> **Work order**: Copy every line from the records below that carries the word "Framebuffer".

> **Entries provided**:
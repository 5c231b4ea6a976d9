//! Textured quad rasterization.

use crate::geometry::Point;
use crate::supersample::SupersampleBuffer;
use crate::texture::{Filter, Texture};

/// Draw `texture` stretched over the axis-aligned rectangle spanned by two
/// opposite corners, in output-pixel coordinates.
///
/// Every sample cell whose center lies inside the rectangle gets one texture
/// lookup. Texture coordinates run linearly from `(0, 0)` at the top-left of
/// the rectangle to `(1, 1)` at the bottom-right; the sample footprint passed
/// to the sampler is one cell, i.e. the reciprocal of the rectangle's extent
/// in samples. A rectangle with zero width or height draws nothing.
pub fn rasterize_image(
    target: &mut SupersampleBuffer,
    corner: Point,
    opposite: Point,
    texture: &Texture,
    filter: Filter,
) {
    let rate = target.sample_rate() as f32;
    let (x_min, x_max) = (corner.x.min(opposite.x) * rate, corner.x.max(opposite.x) * rate);
    let (y_min, y_max) = (corner.y.min(opposite.y) * rate, corner.y.max(opposite.y) * rate);

    let (extent_x, extent_y) = (x_max - x_min, y_max - y_min);
    if !extent_x.is_finite() || !extent_y.is_finite() || extent_x <= 0.0 || extent_y <= 0.0 {
        return;
    }
    let u_scale = 1.0 / extent_x;
    let v_scale = 1.0 / extent_y;

    let x0 = x_min.floor().max(0.0) as i32;
    let x1 = x_max.ceil().min(target.super_width() as f32) as i32;
    let y0 = y_min.floor().max(0.0) as i32;
    let y1 = y_max.ceil().min(target.super_height() as f32) as i32;

    for sy in y0..y1 {
        let cy = sy as f32 + 0.5;
        if cy < y_min || cy >= y_max {
            continue;
        }
        let v = (cy - y_min) * v_scale;
        for sx in x0..x1 {
            let cx = sx as f32 + 0.5;
            if cx < x_min || cx >= x_max {
                continue;
            }
            let u = (cx - x_min) * u_scale;
            let color = texture.sample(filter, u, v, u_scale, v_scale);
            target.blend(sx, sy, color);
        }
    }
}

#[cfg(test)]
mod tests {
    use super::*;
    use crate::color::{Color, Rgba};
    use crate::framebuffer::Framebuffer;

    fn gradient_texture() -> Texture {
        let mut texels = Vec::new();
        for y in 0..4u8 {
            for x in 0..4u8 {
                texels.extend_from_slice(&[x * 60, y * 60, 100, 255]);
            }
        }
        Texture::from_rgba(4, 4, texels).unwrap()
    }

    #[test]
    fn test_one_texel_per_pixel_reproduces_texture() {
        let mut tex = gradient_texture();
        tex.generate_mips(0).unwrap();

        for filter in [Filter::Nearest, Filter::Bilinear, Filter::Trilinear] {
            let mut target = SupersampleBuffer::new(4, 4, 1).unwrap();
            rasterize_image(&mut target, Point::new(0.0, 0.0), Point::new(4.0, 4.0), &tex, filter);

            let mut out = Framebuffer::new(4, 4).unwrap();
            target.resolve(&mut out).unwrap();
            let level = tex.level(0).unwrap();
            for y in 0..4 {
                for x in 0..4 {
                    assert_eq!(out.get_pixel(x, y), level.texel(x, y), "{filter:?} ({x}, {y})");
                }
            }
        }
    }

    #[test]
    fn test_corners_in_any_order() {
        let tex = gradient_texture();
        let mut forward = SupersampleBuffer::new(6, 6, 2).unwrap();
        let mut swapped = forward.clone();
        rasterize_image(
            &mut forward,
            Point::new(1.0, 1.0),
            Point::new(5.0, 5.0),
            &tex,
            Filter::Bilinear,
        );
        rasterize_image(
            &mut swapped,
            Point::new(5.0, 1.0),
            Point::new(1.0, 5.0),
            &tex,
            Filter::Bilinear,
        );
        assert_eq!(forward, swapped);
    }

    #[test]
    fn test_only_covered_cells_are_written() {
        let tex = Texture::solid(2, 2, Rgba::BLACK).unwrap();
        let mut target = SupersampleBuffer::new(8, 8, 1).unwrap();
        rasterize_image(
            &mut target,
            Point::new(2.0, 3.0),
            Point::new(5.0, 4.0),
            &tex,
            Filter::Nearest,
        );
        for sy in 0..8 {
            for sx in 0..8 {
                let inside = (2..5).contains(&sx) && sy == 3;
                let expected = if inside { Color::BLACK } else { Color::WHITE };
                assert_eq!(target.sample(sx, sy), Some(expected), "cell ({sx}, {sy})");
            }
        }
    }

    #[test]
    fn test_zero_size_quad_is_noop() {
        let tex = Texture::solid(2, 2, Rgba::BLACK).unwrap();
        let mut target = SupersampleBuffer::new(4, 4, 2).unwrap();
        let before = target.clone();
        rasterize_image(
            &mut target,
            Point::new(1.0, 1.0),
            Point::new(1.0, 3.0),
            &tex,
            Filter::Trilinear,
        );
        rasterize_image(
            &mut target,
            Point::new(1.0, 2.0),
            Point::new(3.0, 2.0),
            &tex,
            Filter::Trilinear,
        );
        assert_eq!(target, before);
    }

    #[test]
    fn test_minified_checkerboard_averages_out() {
        let mut tex = Texture::checkerboard(16, 16, 1, Rgba::BLACK, Rgba::WHITE).unwrap();
        tex.generate_mips(0).unwrap();

        let mut target = SupersampleBuffer::new(4, 4, 1).unwrap();
        rasterize_image(
            &mut target,
            Point::new(0.0, 0.0),
            Point::new(4.0, 4.0),
            &tex,
            Filter::Trilinear,
        );
        let mut out = Framebuffer::new(4, 4).unwrap();
        target.resolve(&mut out).unwrap();
        for y in 0..4 {
            for x in 0..4 {
                assert_eq!(out.get_pixel(x, y), Some(Rgba::rgb(128, 128, 128)));
            }
        }
    }

    #[test]
    fn test_offscreen_quad_is_clipped() {
        let tex = Texture::solid(2, 2, Rgba::BLACK).unwrap();
        let mut target = SupersampleBuffer::new(4, 4, 1).unwrap();
        rasterize_image(
            &mut target,
            Point::new(-1e6, -1e6),
            Point::new(1e6, 1e6),
            &tex,
            Filter::Bilinear,
        );
        assert!(target.samples().iter().all(|&c| c == Color::BLACK));
    }
}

> **The answer**:
    use crate::framebuffer::Framebuffer;
            let mut out = Framebuffer::new(4, 4).unwrap();
        let mut out = Framebuffer::new(4, 4).unwrap();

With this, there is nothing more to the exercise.